1 can of College Inn chicken broth 
2 tablespoons of garlic powder or 2 ounces of garlic oil
1 tablespoon salt 
4 tablespoons of favorite hot sauce 
1 teaspoon cayenne 
3 tablespoons Worcestershire sauce


----------



## travcoman45 (Jul 9, 2009)

After work I'll get ya the one I use dmack, perty good, we do bout four turkeys over Thankgivin an Christmas.


----------



## creative rock (Jul 9, 2009)

this is one I have used for my fried turkies... Adjust to your tastes, it is a good starting point.
*INGREDIENTS:*

1 cup lemon juice 
3 tablespoons Old Bay 
1/2 cup olive oil 
1 cup chicken broth
½ cup white wine
1/2 cup butter 
3 tablespoons onion powder 
3 tablespoons garlic powder 
3 tablespoons cajun seasoning 
2 teaspoon Tabasco 
2 teaspoon cayenne pepper 
*PREPARATION:*

Combine all ingredients in a saucepan.
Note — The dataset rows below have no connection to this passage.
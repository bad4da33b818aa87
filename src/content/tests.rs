//! Content domain: tests for tuning parsing, defaults, and validation.

use std::path::Path;

use super::{
    GameplayTuning, PickupKind, TUNING_PATH, load_tuning, parse_tuning, validate_tuning,
};
use crate::core::Difficulty;
use crate::kinematics::{DriveMode, JumpController, JumpTiming};

fn shipped_tuning_path() -> std::path::PathBuf {
    Path::new(env!("CARGO_MANIFEST_DIR")).join(TUNING_PATH)
}

// -----------------------------------------------------------------------------
// Loading
// -----------------------------------------------------------------------------

#[test]
fn test_shipped_tuning_parses_and_validates() {
    let tuning = match load_tuning(&shipped_tuning_path()) {
        Ok(tuning) => tuning,
        Err(e) => panic!("{}", e),
    };

    assert!(validate_tuning(&tuning).is_empty());
    assert_eq!(tuning.runner.drive_mode, DriveMode::Endless);
    assert_eq!(tuning.difficulty.start, Difficulty::Easy);
    assert_eq!(tuning.traffic.models.len(), 4);
    assert!(!tuning.level.obstacles.is_empty());
}

#[test]
fn test_missing_file_error_names_the_file() {
    let result = load_tuning(Path::new("assets/data/does_not_exist.ron"));

    let Err(error) = result else {
        panic!("loading a missing file should fail");
    };
    assert_eq!(error.file, "assets/data/does_not_exist.ron");
    assert!(error.to_string().contains("does_not_exist.ron"));
    assert!(error.message.starts_with("IO error"));
}

#[test]
fn test_malformed_tuning_reports_parse_error() {
    let result = parse_tuning("broken.ron", "(physics: (gravity: \"down\"))");

    let Err(error) = result else {
        panic!("a string gravity should not parse");
    };
    assert_eq!(error.file, "broken.ron");
    assert!(error.message.starts_with("Parse error"));
}

#[test]
fn test_partial_tuning_fills_defaults() {
    let source = "(runner: (max_speed: 9.0), traffic: (seed: 7))";
    let tuning = match parse_tuning("partial.ron", source) {
        Ok(tuning) => tuning,
        Err(e) => panic!("{}", e),
    };

    assert_eq!(tuning.runner.max_speed, 9.0);
    assert_eq!(tuning.runner.take_off_speed, 7.0);
    assert_eq!(tuning.physics.gravity, -9.81);
    assert_eq!(tuning.traffic.seed, Some(7));
    assert_eq!(tuning.energy.max, 100.0);
}

#[test]
fn test_free_drive_jumps_immediately() {
    let tuning = match parse_tuning("free.ron", "(runner: (drive_mode: Free))") {
        Ok(tuning) => tuning,
        Err(e) => panic!("{}", e),
    };

    let controller = JumpController::new(tuning.runner.jump_timing());
    assert_eq!(controller.timing, JumpTiming::Immediate);
}

#[test]
fn test_endless_drive_gates_jump_on_air_time() {
    let tuning = GameplayTuning::default();

    let controller = JumpController::new(tuning.runner.jump_timing());
    assert_eq!(controller.timing, JumpTiming::AirTimeGated { min_air_time: 0.1 });
}

// -----------------------------------------------------------------------------
// Defaults
// -----------------------------------------------------------------------------

#[test]
fn test_difficulty_profiles_match_table() {
    let table = GameplayTuning::default().difficulty;

    let rows: Vec<(f32, f32, f32, (f32, f32))> = Difficulty::ALL
        .iter()
        .map(|&d| {
            let p = table.profile(d);
            (p.cop_speed, p.energy_drain, p.obstacle_damage, p.car_spawn_interval)
        })
        .collect();

    assert_eq!(
        rows,
        vec![
            (5.0, 1.5, 10.0, (3.0, 6.0)),
            (6.0, 2.0, 15.0, (3.0, 5.0)),
            (7.0, 3.0, 25.0, (2.0, 4.0)),
        ]
    );
}

#[test]
fn test_default_level_has_both_pickup_kinds() {
    let level = GameplayTuning::default().level;

    assert!(level.pickups.iter().any(|p| p.kind == PickupKind::Powerup));
    assert!(level.pickups.iter().any(|p| p.kind == PickupKind::Loot));
    assert!(!level.cop_spawns.is_empty());
}

// -----------------------------------------------------------------------------
// Validation
// -----------------------------------------------------------------------------

#[test]
fn test_default_tuning_is_valid() {
    assert!(validate_tuning(&GameplayTuning::default()).is_empty());
}

#[test]
fn test_validation_flags_inverted_spawn_interval() {
    let mut tuning = GameplayTuning::default();
    tuning.difficulty.hard.car_spawn_interval = (5.0, 2.0);

    let errors = validate_tuning(&tuning);

    assert_eq!(errors.len(), 1);
    assert_eq!(errors[0].section, "difficulty");
    assert_eq!(errors[0].field, "hard.car_spawn_interval");
}

#[test]
fn test_validation_flags_short_escape() {
    let mut tuning = GameplayTuning::default();
    tuning.escape.total_duration = 2.5;

    let errors = validate_tuning(&tuning);

    assert!(errors.iter().any(|e| e.section == "escape"));
}

#[test]
fn test_validation_flags_empty_car_models() {
    let mut tuning = GameplayTuning::default();
    tuning.traffic.models.clear();

    let errors = validate_tuning(&tuning);

    assert_eq!(errors.len(), 1);
    assert!(errors[0].to_string().starts_with("traffic.models"));
}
Heat until butter is melted. Stir and continue heating until sauce is very liquefied.  Before injecting it is a good idea to strain the marinade before injecting, to avoid clogging your injection needle

Hope this helps, enjoy!
Matt
aka Rocky


----------



## tn_bbq (Jul 9, 2009)

Be careful when using butter and/or margarine.  The cold meat can solidfy it and it can clog the syringe.  Instead, try using oil or broth.


----------



## travcoman45 (Jul 10, 2009)

Here ya go:


Fried Turkey Marinade


By Tip Piper of Hillbilly Vittles

1 Pkg Good Seasons Italian Salad Dressing
2 Tbs Salt
2 Tbs Creole Seasoning (Louisiana Brand)
2 Tbs Worchestershire Sauce
1 Tbs Tabasco Sauce
1 Tbs Celery Seeds
1 Tbs Cayenne Pepper
2 Tbs Garlic Powder
2 Tbs Onion Powder
1 tsp Lemon Pepper
2 tps Greek Seasoning (Cavenders Brand)
1 Can (14 ½ oz) Chicken Broth
1 tsp Meat Tenderizer
1/3 C Honey
¾ C Apple Cider
Inject turkey, let marinate for 24-48 hours. Sprinkle turkey with apple rib rub.

Yer skin is gonna get dark, from the sugar, it ain't burnt, boy do these taste good!


----------



## memphisbud (Jul 10, 2009)

1 Stick of Butter
1/4 cup olive oil
1 2 oz bottle garlic juice
1 2 oz bottle onion juice
2 Tablespoons your favorite cajun seasoning

combine all in saucepan on low heat until butter is melted, let come to room temp, then inject.


----------